Demand for data centers is surging – accelerated by the AI boom. Grand View Research estimates annual data center growth rates of 10.9 percent between 2023 and 2030.
That’s great for the data center industry, but it also presents a challenge. The industry can’t grow to meet demand without power – massive amounts of it.
However, right now, skyrocketing power consumption is putting a huge strain on the US power grid and if power is limited, then data center growth will be limited as well. A massive increase in supply is needed. According to S&P Global, data centers will need to consume 33GW of electricity by 2030.
Complicating the challenge still more is that not just any power will do.
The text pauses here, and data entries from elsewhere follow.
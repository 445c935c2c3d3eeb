//! Call identifier type

use serde::{Deserialize, Serialize};
use std::fmt;

/// Identifier correlating a JSON-RPC reply with the request that caused it
#[derive(Debug, Clone, Copy, PartialEq, Eq, PartialOrd, Ord, Hash, Serialize, Deserialize)]
#[serde(transparent)]
pub struct CallId(pub i64);

impl CallId {
    /// Create a new call ID
    pub fn new(id: i64) -> Self {
        Self(id)
    }

    /// Get the raw ID value
    pub fn as_i64(&self) -> i64 {
        self.0
    }

    /// The identifier issued after this one
    pub fn next(self) -> Self {
        Self(self.0 + 1)
    }

    /// First identifier issued on a fresh run
    pub const FIRST: CallId = CallId(0);
}

impl fmt::Display for CallId {
    fn fmt(&self, f: &mut fmt::Formatter<'_>) -> fmt::Result {
        write!(f, "{}", self.0)
    }
}

impl From<i64> for CallId {
    fn from(id: i64) -> Self {
        Self(id)
    }
}
//! Paths command implementation

use anyhow::Result;

use diag_core::config::DiagConfig;

use super::layout_for;

/// Print every location the checks use, without touching the filesystem
pub fn paths_command(config: &DiagConfig) -> Result<()> {
    let layout = layout_for(config)?;

    println!("App data:        {}", layout.app_data_dir().display());
    println!("broth:           {}", layout.broth_dir().display());
    println!("butler versions: {}", layout.butler_versions_dir().display());
    println!("Chosen version:  {}", layout.chosen_version_file().display());
    println!("Database:        {}", layout.database_path().display());

    match layout.butler_executable() {
        Ok(path) => println!("butler:          {}", path.display()),
        Err(e) => println!("butler:          (unresolved: {})", e),
    }

    Ok(())
}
If demand is met with power generated by an upsurge in the use of fossil fuels, as The New York Times reported in March, then the data center industry’s climate goals - and also the world’s - are at risk. So, what’s the solution?
An “all-hands” solution is needed
What’s clear is that data centers cannot meet the challenge themselves, rather it will take an all-hands approach. In particular, it will take companies like mine, Nucor, that have faced and overcome the same clean energy challenges. As a result of that experience, we envision and can help implement a shared approach that will drive data center growth and help the industry meet both growing demand and its environmental goals.
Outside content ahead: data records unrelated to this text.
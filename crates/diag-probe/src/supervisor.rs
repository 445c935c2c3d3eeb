//! Daemon process supervision
//!
//! A [`DaemonProcess`] is tied to a cancellation token. A watcher task owns
//! the child: it either observes the child exiting on its own or, once the
//! token is cancelled, kills and reaps it. Dropping the handle cancels the
//! token, so the daemon never outlives the run that started it.

use std::ffi::OsString;
use std::fmt;
use std::path::{Path, PathBuf};
use std::process::{ExitStatus, Output, Stdio};
use std::time::Duration;

use diag_protocol::TransportKind;
use tokio::process::{Child, ChildStderr, ChildStdout, Command};
use tokio::sync::watch;
use tokio_util::sync::{CancellationToken, DropGuard};

use crate::error::{CommandError, SpawnError};

/// What to launch
#[derive(Debug, Clone)]
pub struct DaemonCommand {
    pub executable: PathBuf,
    pub args: Vec<OsString>,
    pub working_dir: Option<PathBuf>,
    pub env: Vec<(OsString, OsString)>,
}

impl DaemonCommand {
    pub fn new(executable: impl Into<PathBuf>) -> Self {
        Self {
            executable: executable.into(),
            args: Vec::new(),
            working_dir: None,
            env: Vec::new(),
        }
    }

    /// `butler --json --dbpath <db> daemon [--transport <kind>]`
    pub fn butlerd(
        executable: impl Into<PathBuf>,
        database: &Path,
        transport: Option<TransportKind>,
    ) -> Self {
        let mut command = Self::new(executable)
            .arg("--json")
            .arg("--dbpath")
            .arg(database)
            .arg("daemon");
        if let Some(kind) = transport {
            command = command.arg("--transport").arg(kind.to_string());
        }
        command
    }

    pub fn arg(mut self, arg: impl Into<OsString>) -> Self {
        self.args.push(arg.into());
        self
    }

    pub fn current_dir(mut self, dir: impl Into<PathBuf>) -> Self {
        self.working_dir = Some(dir.into());
        self
    }

    pub fn env(mut self, key: impl Into<OsString>, value: impl Into<OsString>) -> Self {
        self.env.push((key.into(), value.into()));
        self
    }

    fn to_command(&self) -> Command {
        let mut cmd = Command::new(&self.executable);
        cmd.args(&self.args)
            .envs(self.env.iter().map(|(k, v)| (k, v)))
            .stdin(Stdio::null())
            .stdout(Stdio::piped())
            .stderr(Stdio::piped())
            .kill_on_drop(true);
        if let Some(dir) = &self.working_dir {
            cmd.current_dir(dir);
        }
        cmd
    }

    /// Launch the process under a child of `parent`.
    ///
    /// Returns as soon as the process image is running; readiness is
    /// signalled separately through its output.
    pub fn start(&self, parent: &CancellationToken) -> Result<DaemonProcess, SpawnError> {
        let mut child = self.to_command().spawn().map_err(|source| SpawnError {
            executable: self.executable.clone(),
            source,
        })?;

        let pid = child.id();
        let stdout = child.stdout.take();
        let stderr = child.stderr.take();
        let token = parent.child_token();
        let (exit_tx, exit_rx) = watch::channel(None);

        tracing::debug!(
            executable = %self.executable.display(),
            pid = ?pid,
            "Spawned daemon"
        );
        tokio::spawn(watch_child(child, token.clone(), exit_tx));

        Ok(DaemonProcess {
            executable: self.executable.clone(),
            pid,
            stdout,
            stderr,
            exit_rx,
            _guard: token.clone().drop_guard(),
            token,
        })
    }
}

impl fmt::Display for DaemonCommand {
    fn fmt(&self, f: &mut fmt::Formatter<'_>) -> fmt::Result {
        write!(f, "{}", self.executable.display())?;
        for arg in &self.args {
            write!(f, " {}", arg.to_string_lossy())?;
        }
        Ok(())
    }
}

/// How the daemon process ended
#[derive(Debug, Clone, PartialEq, Eq)]
pub enum DaemonExit {
    /// Exited on its own
    Exited(ExitStatus),
    /// Killed because its token was cancelled
    Killed,
    /// Waiting on the process failed
    Unknown(String),
}

impl fmt::Display for DaemonExit {
    fn fmt(&self, f: &mut fmt::Formatter<'_>) -> fmt::Result {
        match self {
            DaemonExit::Exited(status) => write!(f, "exited ({})", status),
            DaemonExit::Killed => write!(f, "was killed"),
            DaemonExit::Unknown(reason) => write!(f, "was lost ({})", reason),
        }
    }
}

/// Handle to a running daemon
pub struct DaemonProcess {
    executable: PathBuf,
    pid: Option<u32>,
    stdout: Option<ChildStdout>,
    stderr: Option<ChildStderr>,
    exit_rx: watch::Receiver<Option<DaemonExit>>,
    token: CancellationToken,
    _guard: DropGuard,
}

impl DaemonProcess {
    pub fn pid(&self) -> Option<u32> {
        self.pid
    }

    pub fn executable(&self) -> &Path {
        &self.executable
    }

    /// Token whose cancellation kills the daemon
    pub fn token(&self) -> &CancellationToken {
        &self.token
    }

    pub fn take_stdout(&mut self) -> Option<ChildStdout> {
        self.stdout.take()
    }

    pub fn take_stderr(&mut self) -> Option<ChildStderr> {
        self.stderr.take()
    }

    /// Exit state, if the process has already ended
    pub fn try_exit(&self) -> Option<DaemonExit> {
        self.exit_rx.borrow().clone()
    }

    /// Wait until the process has ended and been reaped
    pub async fn wait_exit(&self) -> DaemonExit {
        let mut rx = self.exit_rx.clone();
        let result = rx.wait_for(Option::is_some).await;
        match result {
            Ok(exit) => exit
                .clone()
                .unwrap_or_else(|| DaemonExit::Unknown("no exit status".to_string())),
            Err(_) => DaemonExit::Unknown("watcher stopped".to_string()),
        }
    }

    /// Kill the daemon and wait up to `grace` for it to be reaped
    pub async fn shutdown(self, grace: Duration) -> Option<DaemonExit> {
        self.token.cancel();
        match tokio::time::timeout(grace, self.wait_exit()).await {
            Ok(exit) => {
                tracing::debug!(pid = ?self.pid, "Daemon {}", exit);
                Some(exit)
            }
            Err(_) => {
                tracing::warn!(pid = ?self.pid, "Daemon still running after {:?}", grace);
                None
            }
        }
    }
}

async fn watch_child(
    mut child: Child,
    token: CancellationToken,
    exit_tx: watch::Sender<Option<DaemonExit>>,
) {
    let exit = tokio::select! {
        status = child.wait() => match status {
            Ok(status) => DaemonExit::Exited(status),
            Err(e) => DaemonExit::Unknown(e.to_string()),
        },
        _ = token.cancelled() => {
            // kill() also reaps, so no zombie is left behind
            match child.kill().await {
                Ok(()) => DaemonExit::Killed,
                Err(e) => {
                    tracing::warn!("Failed to kill daemon: {}", e);
                    match child.try_wait() {
                        Ok(Some(status)) => DaemonExit::Exited(status),
                        _ => DaemonExit::Unknown(e.to_string()),
                    }
                }
            }
        }
    };

    exit_tx.send_replace(Some(exit));
}

/// Run a short-lived command to completion and collect its output.
///
/// The command is killed if it does not finish within `limit`.
pub async fn capture_output(command: &DaemonCommand, limit: Duration) -> Result<Output, CommandError> {
    let child = command.to_command().spawn().map_err(|source| SpawnError {
        executable: command.executable.clone(),
        source,
    })?;

    // Dropping the future on timeout drops the child, which kills it
    match tokio::time::timeout(limit, child.wait_with_output()).await {
        Ok(output) => Ok(output?),
        Err(_) => Err(CommandError::Timeout(limit)),
    }
}

#[cfg(all(test, unix))]
mod tests {
    use super::*;
    use diag_core::process::is_process_alive;

    fn shell(script: &str) -> DaemonCommand {
        DaemonCommand::new("/bin/sh").arg("-c").arg(script)
    }

    #[test]
    fn test_butlerd_arguments() {
        let command = DaemonCommand::butlerd("butler", Path::new("/db/butler.db"), None);
        assert_eq!(command.to_string(), "butler --json --dbpath /db/butler.db daemon");

        let command =
            DaemonCommand::butlerd("butler", Path::new("/db/butler.db"), Some(TransportKind::Http));
        assert_eq!(
            command.to_string(),
            "butler --json --dbpath /db/butler.db daemon --transport http"
        );
    }

    #[tokio::test]
    async fn test_spawn_error_names_executable() {
        let err = DaemonCommand::new("/definitely/not/here")
            .start(&CancellationToken::new())
            .err()
            .expect("spawn should fail");
        assert_eq!(err.executable, PathBuf::from("/definitely/not/here"));
    }

    #[tokio::test]
    async fn test_exit_is_observed() {
        let daemon = shell("exit 3").start(&CancellationToken::new()).unwrap();
        match daemon.wait_exit().await {
            DaemonExit::Exited(status) => assert_eq!(status.code(), Some(3)),
            other => panic!("unexpected exit: {:?}", other),
        }
    }

    #[tokio::test]
    async fn test_parent_cancel_kills_and_reaps() {
        let parent = CancellationToken::new();
        let daemon = shell("sleep 30").start(&parent).unwrap();
        let pid = daemon.pid().unwrap();
        assert!(is_process_alive(pid));

        parent.cancel();
        let exit = tokio::time::timeout(Duration::from_secs(5), daemon.wait_exit())
            .await
            .unwrap();
        assert_eq!(exit, DaemonExit::Killed);
        assert!(!is_process_alive(pid));
    }

    #[tokio::test]
    async fn test_drop_kills_daemon() {
        let daemon = shell("sleep 30").start(&CancellationToken::new()).unwrap();
        let pid = daemon.pid().unwrap();
        drop(daemon);

        let deadline = tokio::time::Instant::now() + Duration::from_secs(5);
        while is_process_alive(pid) {
            assert!(tokio::time::Instant::now() < deadline, "daemon survived drop");
            tokio::time::sleep(Duration::from_millis(20)).await;
        }
    }

    #[tokio::test]
    async fn test_stdout_is_piped() {
        use tokio::io::AsyncReadExt;

        let mut daemon = shell("echo hello").start(&CancellationToken::new()).unwrap();
        let mut stdout = daemon.take_stdout().unwrap();
        let mut text = String::new();
        stdout.read_to_string(&mut text).await.unwrap();
        assert_eq!(text, "hello\n");
        assert!(daemon.take_stdout().is_none());
    }

    #[tokio::test]
    async fn test_capture_output_and_timeout() {
        let output = capture_output(&shell("echo 15.21.0"), Duration::from_secs(5))
            .await
            .unwrap();
        assert_eq!(String::from_utf8_lossy(&output.stdout).trim(), "15.21.0");

        let err = capture_output(&shell("sleep 30"), Duration::from_millis(100))
            .await
            .unwrap_err();
        assert!(matches!(err, CommandError::Timeout(_)));
    }
}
The question is, as a steel company, how can we support data centers’ need for energy?
It might help to understand our background. We came to the data center industry as a supplier of steel for structures and critical components such as server racks. But what we provide is not just any steel but “green steel.”
Nucor supplys circular steel, produced in low-carbon-emissions electric arc furnaces using recycled scrap as the primary feedstock, rather than traditional, carbon-intensive blast furnaces that rely primarily on extracted raw materials like iron ore to make steel.
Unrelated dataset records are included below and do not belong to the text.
//! butlerd-stub: a scriptable stand-in for `butler daemon`
//!
//! Speaks just enough of butlerd to be probed: it prints a listen
//! notification on stdout, then answers `Meta.Authenticate` and
//! `Profile.List` over TCP or HTTP. A [`Mode`] picks which way it misbehaves.

pub mod announce;
pub mod daemon;
pub mod http;
pub mod mode;
pub mod tcp;

pub use daemon::{Answer, StubDaemon};
pub use mode::Mode;
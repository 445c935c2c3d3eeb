//! Probe configuration

use diag_protocol::TransportKind;
use serde::{Deserialize, Serialize};
use std::time::Duration;

use super::serde_utils::{duration_millis, duration_secs};

/// Timeouts and limits applied to a single butlerd probe run
#[derive(Debug, Clone, Serialize, Deserialize)]
#[serde(default)]
pub struct ProbeConfig {
    /// How long the daemon may take to print its listen notification
    #[serde(with = "duration_secs")]
    pub handshake_timeout: Duration,

    /// Timeout for opening the connection to the announced address
    #[serde(with = "duration_secs")]
    pub connect_timeout: Duration,

    /// Deadline for a single call's reply
    #[serde(with = "duration_secs")]
    pub call_timeout: Duration,

    /// How long to wait for the daemon to exit once it has been killed
    #[serde(with = "duration_millis")]
    pub shutdown_grace: Duration,

    /// Deadline for `butler -V`
    #[serde(with = "duration_secs")]
    pub version_timeout: Duration,

    /// Longest daemon output line inspected by the relays
    pub max_line_length: usize,

    /// Transport to request from the daemon with `--transport`.
    ///
    /// Unset means the daemon picks; the probe follows whatever it announces.
    pub transport: Option<TransportKind>,
}

impl Default for ProbeConfig {
    fn default() -> Self {
        Self {
            handshake_timeout: Duration::from_secs(5),
            connect_timeout: Duration::from_secs(5),
            call_timeout: Duration::from_secs(10),
            shutdown_grace: Duration::from_millis(2000),
            version_timeout: Duration::from_secs(5),
            max_line_length: 64 * 1024,
            transport: None,
        }
    }
}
Steel is of course a major component of a data center’s carbon footprint, and the use of sustainable circular steel can have a significant positive impact on emissions and on a data center’s carbon footprint.
But over and above that, because steel manufacturing is an energy-intensive process, our core work on circular steel has accelerated our expertise and capability to identify and source renewable and carbon-free energy technologies that can be deployed in other settings.
Here is what we have learned along the way, and how those lessons can help.
Multiple renewable and carbon-free energy sources must be brought to bear
We know from our own experience that both the quantity and the quality of power matters. Each data center requires high-capacity power that is steady and reliable, 24/7, with high uptime.
No single zero-emissions energy source can currently meet the need. Each has advantages and disadvantages. Solar power can be lowest cost – but is constrained by geography and season. Wind power is similarly constrained, but in other ways – wind availability is often highest in low-sun locations, times of day, and seasons of the year. They have the potential to be complementary but current capacity is insufficient.
This argues for an “all of the above” energy strategy that includes both wind and solar as well as other options.
At Nucor, we have increasingly turned to “first-of-a-kind” power sources including advanced small-scale nuclear energy, geothermal technology, clean hydrogen, and long-duration energy storage (chemical, thermal, mechanical, or electrochemical).
Many of these – in particular small-scale nuclear and “green molecules” for energy storage – have the added advantage that they can be implemented “behind the meter,” directly on the data center site, eliminating transmission costs that today effectively limit the geography available for data center expansion.
Creating a pathway toward carbon-free energy for the data center industry
Our goal is to help bring those advanced renewables to bear on behalf of the data center industry.
We and our partners will overcome those barriers in several ways; aggregating demand so that projects are funded and commercial power users like data centers have more energy-buying options.
We can also create commercial frameworks – including offtake agreements that guarantee carbon-free energy purchases, stakeholder advocacy, and the development of new tariff structures – that will make these technologies more economically viable and more widespread.
Meeting the demand for clean power, in collaboration with the data center industry, is the essential first step toward realizing the potential of AI, driving data center expansion, and meeting climate goals.